Together with published results from India showing that an increasing body-mass index through adolescence confers an excess risk of impaired glucose tolerance in early adulthood,11 the findings of Barker et al. provide evidence that for those with a relatively low birth weight, excess weight gain during childhood and adolescence portends a particularly poor prognosis for the development of coronary heart disease in adulthood.

One issue that remains unresolved is the role of early postnatal growth from birth to two years of age. In contrast to the findings of Barker et al., recent observational studies of full-term infants and randomized trials involving premature infants suggest that accelerated weight gain during infancy, even during the first weeks of life, can result in overweight, insulin resistance, and high leptin levels and blood-pressure levels one to two decades later.12,13 Some of the discrepancies between the studies may have resulted from the limitations of body-mass index to represent true fatness, variable loss to follow-up, and differences in infant growth from one era to another. Furthermore, published intervention trials are restricted to premature infants. Getting the right answers, however, is more than an academic issue. If rapid weight gain in infancy is indeed harmful to adult health, then clinicians and public health professionals are faced with many challenges, including those of overcoming cultural stereotypes suggesting that "a big baby is a healthy baby," considering whether growth charts based largely on formula-fed infants are still appropriate, questioning whether to continue using energy-enriched formulas for premature infants, and devising more effective strategies to promote the duration and exclusivity of breast-feeding.

Beyond reproducing the observation that lower birth weight is associated with heart-disease outcomes, Barker et al. do not address the area of research most readers will associate with Professor Barker's name - the prenatal origins of adult disease. Birth weight is easily measured and is available from historical records, but if the truth be told, it is a dreadful marker of prenatal etiologic pathways.14 Fortunately, a new generation of epidemiologic studies directly examine the effects of prenatal determinants on postnatal health outcomes, irrespective of birth weight. Investigators have recognized that the initially invoked concept of maternal undernutrition is a simplistic model of prenatal influences. They now consider perturbations anywhere along the entire fetal-supply line, which includes not only maternal diet but also uteroplacental blood flow, placental function, and fetal metabolism.
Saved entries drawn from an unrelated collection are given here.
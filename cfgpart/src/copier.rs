// SPDX-License-Identifier: MIT

//! Partition content transfer between images.

use crate::errors::*;
use crate::geometry::DiskGeometry;
use crate::io_ext::DiskIOLbaExt;
use crate::table::PartitionTable;
use crate::transplant::PartitionMove;
use cfgio::COPY_BUF_SIZE;
use cfgio::prelude::*;

/// Streams the source partition of `mv` into its destination slot.
///
/// `progress` receives `(bytes_written, bytes_total)` after every chunk.
pub fn copy_partition<S, D, F>(
    src: &mut S,
    src_geometry: &DiskGeometry,
    mv: &PartitionMove,
    dest: &mut D,
    dest_table: &PartitionTable,
    progress: F,
) -> PartResult<u64>
where
    S: DiskIO + ?Sized,
    D: DiskIO + ?Sized,
    F: FnMut(u64, u64),
{
    let sector = src_geometry.logical_sector_size;
    let start = mv
        .source
        .start_sector
        .checked_mul(sector)
        .ok_or(PartError::Invalid("Source partition offset overflows"))?;
    let len = mv
        .source
        .sector_count
        .checked_mul(sector)
        .ok_or(PartError::Invalid("Source partition length overflows"))?;

    log::debug!(
        "Copying source partition {} ({len} bytes at {start}) into slot {}",
        mv.source_slot,
        mv.dest_slot
    );
    let mut reader = RegionReader::new(src, start, len)?;
    write_partition_contents(dest, dest_table, mv.dest_slot, &mut reader, progress)
}

/// Writes everything `reader` yields from the first sector of `slot`.
///
/// Returns the number of bytes written. A stream longer than the partition
/// fails before anything is written.
pub fn write_partition_contents<S, D, F>(
    dest: &mut D,
    table: &PartitionTable,
    slot: usize,
    reader: &mut RegionReader<'_, S>,
    mut progress: F,
) -> PartResult<u64>
where
    S: DiskIO + ?Sized,
    D: DiskIO + ?Sized,
    F: FnMut(u64, u64),
{
    let entry = table.slot(slot)?;
    let sector = table.geometry().logical_sector_size;
    let capacity = entry.byte_len(sector);
    let total = reader.remaining();
    if total > capacity {
        return Err(PartError::geometry(
            "Partition contents do not fit the destination slot",
            total,
            capacity,
        ));
    }

    let base = entry
        .start_sector
        .checked_mul(sector)
        .ok_or(PartError::Invalid("Destination partition offset overflows"))?;
    let mut buf = vec![0u8; COPY_BUF_SIZE];
    let mut written = 0u64;
    loop {
        let chunk = reader.read(&mut buf)?;
        if chunk.len > 0 {
            dest.write_at(base + written, &buf[..chunk.len])?;
            written += chunk.len as u64;
            progress(written, total);
        }
        if chunk.done {
            break;
        }
    }
    dest.flush()?;
    Ok(written)
}

/// Zero-fills the whole extent of `slot`. Returns the number of bytes cleared.
pub fn zero_partition<D: DiskIO + ?Sized>(
    dest: &mut D,
    table: &PartitionTable,
    slot: usize,
) -> PartResult<u64> {
    let entry = table.slot(slot)?;
    let sector = table.geometry().logical_sector_size;
    dest.zero_fill_lba(entry.start_sector, entry.sector_count, sector)?;
    dest.flush()?;
    log::debug!(
        "Zeroed slot {slot}: {} sectors from {}",
        entry.sector_count,
        entry.start_sector
    );
    Ok(entry.byte_len(sector))
}

#[cfg(test)]
mod tests {
    use super::*;
    use crate::kinds::PartitionKind;
    use crate::table::PartitionEntry;

    fn patterned(len: usize) -> Vec<u8> {
        (0..len).map(|i| (i % 253) as u8 + 1).collect()
    }

    fn table(total: u64, entries: &[PartitionEntry]) -> PartitionTable {
        PartitionTable::from_entries(DiskGeometry::with_default_sectors(total).unwrap(), entries)
            .unwrap()
    }

    #[test]
    fn copies_partition_to_new_offset() {
        let mut src_buf = patterned(512 * 400);
        let expected = src_buf[512 * 100..512 * 300].to_vec();
        let src_geometry = DiskGeometry::with_default_sectors(400).unwrap();
        let src_entry = PartitionEntry::new(PartitionKind::Linux, 100, 200);

        let dest_table = table(
            600,
            &[
                PartitionEntry::new(PartitionKind::Linux, 10, 50),
                PartitionEntry::new(PartitionKind::Linux, 300, 200),
            ],
        );
        let mv = PartitionMove {
            source: src_entry,
            source_slot: 1,
            dest_slot: 2,
        };

        let mut dest_buf = vec![0u8; 512 * 600];
        let mut calls = Vec::new();
        {
            let mut src = MemDiskIO::new(&mut src_buf);
            let mut dest = MemDiskIO::new(&mut dest_buf);
            let n = copy_partition(
                &mut src,
                &src_geometry,
                &mv,
                &mut dest,
                &dest_table,
                |done, total| calls.push((done, total)),
            )
            .unwrap();
            assert_eq!(n, 200 * 512);
        }
        assert_eq!(&dest_buf[512 * 300..512 * 500], &expected[..]);
        assert!(dest_buf[..512 * 300].iter().all(|&b| b == 0));
        assert!(dest_buf[512 * 500..].iter().all(|&b| b == 0));
        assert_eq!(calls.last(), Some(&(102_400, 102_400)));
        assert_eq!(calls.len(), 2);
    }

    #[test]
    fn oversized_stream_is_rejected() {
        let mut src_buf = patterned(4096);
        let mut dest_buf = vec![0u8; 4096];
        let dest_table = table(8, &[PartitionEntry::new(PartitionKind::Linux, 1, 2)]);

        let mut src = MemDiskIO::new(&mut src_buf);
        let mut dest = MemDiskIO::new(&mut dest_buf);
        let mut reader = RegionReader::new(&mut src, 0, 3 * 512).unwrap();
        let res = write_partition_contents(&mut dest, &dest_table, 1, &mut reader, |_, _| {});
        assert!(matches!(
            res,
            Err(PartError::GeometryInvalid {
                requested: 1536,
                available: 1024,
                ..
            })
        ));
        drop(dest);
        assert!(dest_buf.iter().all(|&b| b == 0));
    }

    #[test]
    fn truncated_source_is_a_short_read() {
        let mut src_buf = patterned(512 * 10);
        let mut dest_buf = vec![0u8; 512 * 64];
        let dest_table = table(64, &[PartitionEntry::new(PartitionKind::Linux, 8, 32)]);
        let mv = PartitionMove {
            source: PartitionEntry::new(PartitionKind::Linux, 4, 20),
            source_slot: 1,
            dest_slot: 1,
        };

        let mut src = MemDiskIO::new(&mut src_buf);
        let mut dest = MemDiskIO::new(&mut dest_buf);
        let res = copy_partition(
            &mut src,
            &DiskGeometry::with_default_sectors(10).unwrap(),
            &mv,
            &mut dest,
            &dest_table,
            |_, _| {},
        );
        assert!(matches!(
            res,
            Err(PartError::IO(DiskIOError::ShortRead { .. }))
        ));
    }

    #[test]
    fn zero_partition_clears_exact_extent() {
        let mut buf = vec![0xAAu8; 512 * 16];
        let t = table(16, &[PartitionEntry::new(PartitionKind::Linux, 4, 8)]);
        {
            let mut io = MemDiskIO::new(&mut buf);
            assert_eq!(zero_partition(&mut io, &t, 1).unwrap(), 8 * 512);
            assert!(zero_partition(&mut io, &t, 2).is_err());
        }
        assert!(buf[..512 * 4].iter().all(|&b| b == 0xAA));
        assert!(buf[512 * 4..512 * 12].iter().all(|&b| b == 0));
        assert!(buf[512 * 12..].iter().all(|&b| b == 0xAA));
    }
}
Recent studies of maternal diet during pregnancy indicate, for example, that the higher a mother's intake of fish, if the fish is low in mercury content, the higher the child's score will be on a test of cognition,15 and the higher the mother's calcium intake, the lower the child's blood-pressure level will be.16 Despite the known relationship between smoking and reduced fetal growth, maternal smoking during pregnancy is associated with an increased risk of obesity in the offspring.17 Experiments in animals show that reduced activity of the placental enzyme 11-hydroxysteroid dehydrogenase type 2 programs hypertension and hyperglycemia in the offspring, as a result of excess fetal exposure to glucocorticoids.18 Gestational diabetes (which is associated with higher birth weight) leads to fetal hyperinsulinemia and is associated with obesity and impaired glucose tolerance in the growing child.19 The treatment of gestational diabetes is effective in reducing adverse perinatal outcomes,20 but its long-term effectiveness in reducing obesity-related consequences in the offspring is not known, and evidence with regard to strategies to prevent gestational diabetes is scarce. Indeed, for most of the epidemiologic associations described to date, the extent to which interventions that are intended to modify risk can improve long-term health is not yet clear.
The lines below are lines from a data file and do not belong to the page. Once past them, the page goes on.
// SPDX-License-Identifier: MIT

//! FAT32 formatting and mounting over a byte range of a `DiskIO`.

use cfgio::prelude::*;

use crate::errors::*;
use crate::fat32::{Fat32Formatter, Fat32Fs, Fat32Meta};

/// Volume label cloud-init looks for.
pub const CONFIG_DRIVE_LABEL: &str = "config-2";

/// Mounted config volume, borrowed for the duration of `with_volume`.
pub type Volume<'a, IO> = Fat32Fs<DiskIOStream<'a, IO>>;

/// Pads `label` to the 11 bytes of a FAT volume label.
pub fn volume_label(label: &str) -> FsResult<[u8; 11]> {
    if label.is_empty() {
        return Err(FsError::InvalidLabel("Volume label is empty"));
    }
    if label.len() > 11 {
        return Err(FsError::InvalidLabel(
            "Volume label is longer than 11 characters",
        ));
    }
    if !label.bytes().all(|b| b.is_ascii_graphic() || b == b' ') {
        return Err(FsError::InvalidLabel(
            "Volume label must be printable ASCII",
        ));
    }
    let mut out = [b' '; 11];
    out[..label.len()].copy_from_slice(label.as_bytes());
    Ok(out)
}

/// Layout of a FAT32 volume filling `len` bytes; fails when the region
/// cannot hold a usable one.
pub fn plan_fat32(len: u64, label: &str) -> FsResult<Fat32Meta> {
    Fat32Meta::new(len, volume_label(label)?)
}

/// Creates an empty FAT32 filesystem on `[offset, offset + len)`.
pub fn format_fat32<IO: DiskIO + ?Sized>(
    io: &mut IO,
    offset: u64,
    len: u64,
    label: &str,
) -> FsResult<()> {
    let meta = plan_fat32(len, label)?;
    let mut region = DiskIOStream::new(io, offset, len)?;
    Fat32Formatter::new(&mut region, &meta).format()?;
    log::debug!("FAT32 volume formatted at {offset} ({len} bytes)");
    Ok(())
}

/// Mounts the FAT volume at `[offset, offset + len)`, runs `f` on it and
/// flushes the volume back to `io`.
pub fn with_volume<'a, IO, R, F>(io: &'a mut IO, offset: u64, len: u64, f: F) -> FsResult<R>
where
    IO: DiskIO + ?Sized,
    F: FnOnce(&mut Volume<'a, IO>) -> FsResult<R>,
{
    let region = DiskIOStream::new(io, offset, len)?;
    let mut fs = Fat32Fs::mount(region)?;
    let result = f(&mut fs)?;
    fs.flush()?;
    Ok(result)
}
In populations of the world that are undergoing the nutritional and epidemiologic transition to Western styles of diet, sedentary behavior, obesity, and chronic diseases, the ominous pattern that Barker et al. identify - lower birth weight followed by excess weight gain in childhood - is both common and liable to persist for the foreseeable future. It is therefore imperative that, along with vigorous efforts to optimize childhood growth, researchers and policymakers identify, quantify, and evaluate strategies to modify prenatal and perinatal determinants of adverse adult health outcomes. These are the goals of the field of inquiry known as the developmental origins of health and disease, which is now represented by a learned society, the International Society for Developmental Origins of Health and Disease, and by yearly interdisciplinary congresses that are devoted to catalyzing a rapid expansion of research and policy initiatives. Slowly but surely, investigators in this field are learning ways by which ensuring the well being of women of reproductive age and their newborn children can have substantial health-promoting effects in the next generation.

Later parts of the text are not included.